И мы поехали на Нёрребро…
* * *
Я больше не чувствовал кайфа. Я перестал ловить приход. Остался один облом. Мы ругались с Махди, кричали на него, обвиняли его в том, что товар стал хуже. Особенно давался Ханни-Манни, иранец понимал хинди. Махди говорил, что товар ни при чем: у вас растет доза, вы потеряли контроль, надо делать паузу! попробуйте курить его! старый нарик знает, что говорит!

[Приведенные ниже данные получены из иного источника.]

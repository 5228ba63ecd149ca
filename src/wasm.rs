//! WASM bindings for in-browser export.
//!
//! Exposes deck export and location resolution to JavaScript via
//! wasm-bindgen.

use wasm_bindgen::prelude::*;

use crate::{Deck, Target, serialize_document};

/// Initialize panic hook for better error messages in the browser console.
#[wasm_bindgen(start)]
pub fn init() {
    console_error_panic_hook::set_once();
}

fn to_js(e: crate::Error) -> JsValue {
    JsValue::from_str(&e.to_string())
}

/// Render a whole deck as `markup`, `highlight` or `latex`.
#[wasm_bindgen]
pub fn export_deck(markup: &str, target: &str) -> Result<String, JsValue> {
    let target = Target::parse(target)
        .ok_or_else(|| JsValue::from_str(&format!("unknown target: {target}")))?;
    let deck = Deck::open_str(markup).map_err(to_js)?;
    Ok(serialize_document(&deck.doc, &deck.provenance, target))
}

/// Start a deck at `hash` and return the canonical location string.
#[wasm_bindgen]
pub fn resolve_location(markup: &str, hash: &str) -> Result<String, JsValue> {
    let mut deck = Deck::open_str(markup).map_err(to_js)?;
    deck.start(hash).map_err(to_js)?;
    Ok(deck.location().to_string())
}
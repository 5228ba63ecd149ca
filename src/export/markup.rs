//! Canonical markup rendering.

use super::escape::{escape_text, quote_attr};
use super::{ElementView, Flow, Frame, Rules, is_raw_text, is_void};
use crate::dom::Document;
use crate::math::FormulaKind;

pub(crate) struct Markup;

impl Rules for Markup {
    fn text(&mut self, out: &mut String, text: &str, flow: Flow) {
        if flow.raw {
            out.push_str(text);
        } else {
            out.push_str(&escape_text(text));
        }
    }

    fn comment(&mut self, out: &mut String, text: &str) {
        out.push_str("<!--");
        out.push_str(text);
        out.push_str("-->");
    }

    fn formula(&mut self, out: &mut String, kind: FormulaKind, source: &str, flow: Flow) {
        let (open, close) = kind.delimiters();
        out.push_str(open);
        self.text(out, source, flow);
        out.push_str(close);
    }

    fn open(&mut self, out: &mut String, _doc: &Document, el: &ElementView<'_>, flow: Flow) -> Frame {
        let mut suffix = String::new();
        if el.emit_tag {
            out.push('<');
            out.push_str(el.tag);
            for attr in &el.attrs {
                out.push(' ');
                out.push_str(&attr.name);
                out.push('=');
                out.push_str(&quote_attr(&attr.value));
            }
            out.push('>');
            if !is_void(el.tag) {
                suffix = format!("</{}>", el.tag);
            }
        }
        Frame {
            flow: Flow {
                raw: flow.raw || is_raw_text(el.tag),
                ..flow
            },
            expand: el.expand,
            skip_blank_first: false,
            suffix,
        }
    }
}
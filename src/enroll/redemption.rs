//! Redemption submission
//!
//! Wraps the "submit redemption" POST as a one-shot mutation. A failed
//! submission is returned to the caller as-is; re-invoking `redeem()` is the
//! only retry path.

use super::errors::EnrollError;
use crate::metrics::metrics;
use crate::services::ApiClient;
use crate::types::{SubsidyAccessPolicy, SubsidyTransaction};

/// One redemption submission against a resolved policy
#[derive(Debug)]
pub struct RedemptionRequest<'a> {
    /// Acting LMS user
    pub user_id: u64,

    /// Content to enroll in
    pub content_key: &'a str,

    /// Opaque metadata forwarded to the subsidy backend
    pub metadata: Option<serde_json::Value>,
}

impl<'a> RedemptionRequest<'a> {
    /// Issue the POST and return the created transaction snapshot
    pub async fn submit(
        self,
        api: &ApiClient,
        policy: &SubsidyAccessPolicy,
    ) -> Result<SubsidyTransaction, EnrollError> {
        metrics().redemptions_submitted.inc();
        tracing::debug!(
            user_id = %self.user_id,
            content_key = %self.content_key,
            policy_uuid = %policy.uuid,
            "Submitting redemption"
        );
        let transaction = api
            .submit_redemption(
                &policy.policy_redemption_url,
                self.user_id,
                self.content_key,
                self.metadata,
            )
            .await?;
        Ok(transaction)
    }
}
//! Enterprise app-data loader
//!
//! Fires the independent cache-priming fetches for a dashboard render
//! concurrently. Individual fetch failures degrade to empty data; the only
//! redirect this loader issues is the single-academy shortcut.

use super::{LoaderContext, LoaderOutcome};
use crate::query_store::QueryKey;
use crate::types::{Academy, CourseEnrollment, EnterpriseCustomer};

/// Data primed for the dashboard routes
#[derive(Debug, Clone, PartialEq)]
pub struct EnterpriseAppData {
    /// Academies curated for the customer
    pub academies: Vec<Academy>,

    /// The learner's enrollments under the customer
    pub course_enrollments: Vec<CourseEnrollment>,
}

/// Prime the app-level queries for `customer` and decide whether to
/// short-cut into the academy detail page.
pub async fn ensure_enterprise_app_data(
    ctx: &LoaderContext,
    customer: &EnterpriseCustomer,
) -> LoaderOutcome<EnterpriseAppData> {
    // Independent fetches, fired concurrently; no ordering among them.
    let (academies, course_enrollments) = tokio::join!(
        ctx.store.ensure_query_data(QueryKey::academies(&customer.uuid), || {
            ctx.api.fetch_academies(&customer.uuid)
        }),
        ctx.store
            .ensure_query_data(QueryKey::course_enrollments(&customer.uuid), || {
                ctx.api.fetch_course_enrollments(&customer.uuid)
            }),
    );

    let academies = academies.unwrap_or_else(|error| {
        tracing::error!(
            enterprise_uuid = %customer.uuid,
            %error,
            "Failed to fetch academies, rendering without them"
        );
        Vec::new()
    });
    let course_enrollments = course_enrollments.unwrap_or_else(|error| {
        tracing::error!(
            enterprise_uuid = %customer.uuid,
            %error,
            "Failed to fetch course enrollments, rendering without them"
        );
        Vec::new()
    });

    if ctx.config.features.enable_one_academy_redirect && customer.enable_one_academy {
        if let [academy] = academies.as_slice() {
            return LoaderOutcome::Redirect(format!(
                "/{}/academies/{}",
                customer.slug, academy.uuid
            ));
        }
    }

    LoaderOutcome::Continue(EnterpriseAppData { academies, course_enrollments })
}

Его мальчик на побегушках, Хамид, кивал, да-да, лучше курить… Хамиду было лет тридцать, но Махди с ним обращался, как с мальчиком, Махди все время валялся на огромном матраце, посреди своей жалкой комнатенки, где места хватало только на то, чтобы войти, сесть перед ним на низкие пуфики, разложить на подносе, который подносил Хамид, краденое, и ждать, когда Махди оценит его, Хамид суетился вокруг хозяина, за свою работу и преданное служение Хамид получал немного героина и коврик, маленький клочок ковра, метр на метр, не больше, свернувшись на этом кусочке Востока, Хамид разогревал героин на фольге, красная струйка текла вниз, он наклонял фольгу — кровавая струйка бежала вверх, стеклянная трубочка Хамида всасывала тонкий белесый дымок, — для такой простой процедуры много места и не надо, дело нехитрое, он помещался, гибкий малый, повидавший виды молодой человек, бежал с улиц Тегерана, был дилером в Италии, если не врал, воспевал красоту итальянок: длинные ноги, черные волосы, зеленые глаза!.. жил в Амстердаме: пять грамм кокса можно легально с собой носить — его это восхищало: целых пять грамм в кармане носить можно!., теперь он толкал дурь на вокзале и в лагере, на Istedgade его часто били, там не любили чужаков, Хамид был изгоем, только Махди мог приютить несчастного, он его впускал к себе на матрац, он ласкал волосы Хамида, заставлял его нырять под одеяло, сделал дело — гуляй смело, марш на свой коврик, позабавь себя щепоткой героина, но не залеживайся там, отправляйся на работу — толкать товар!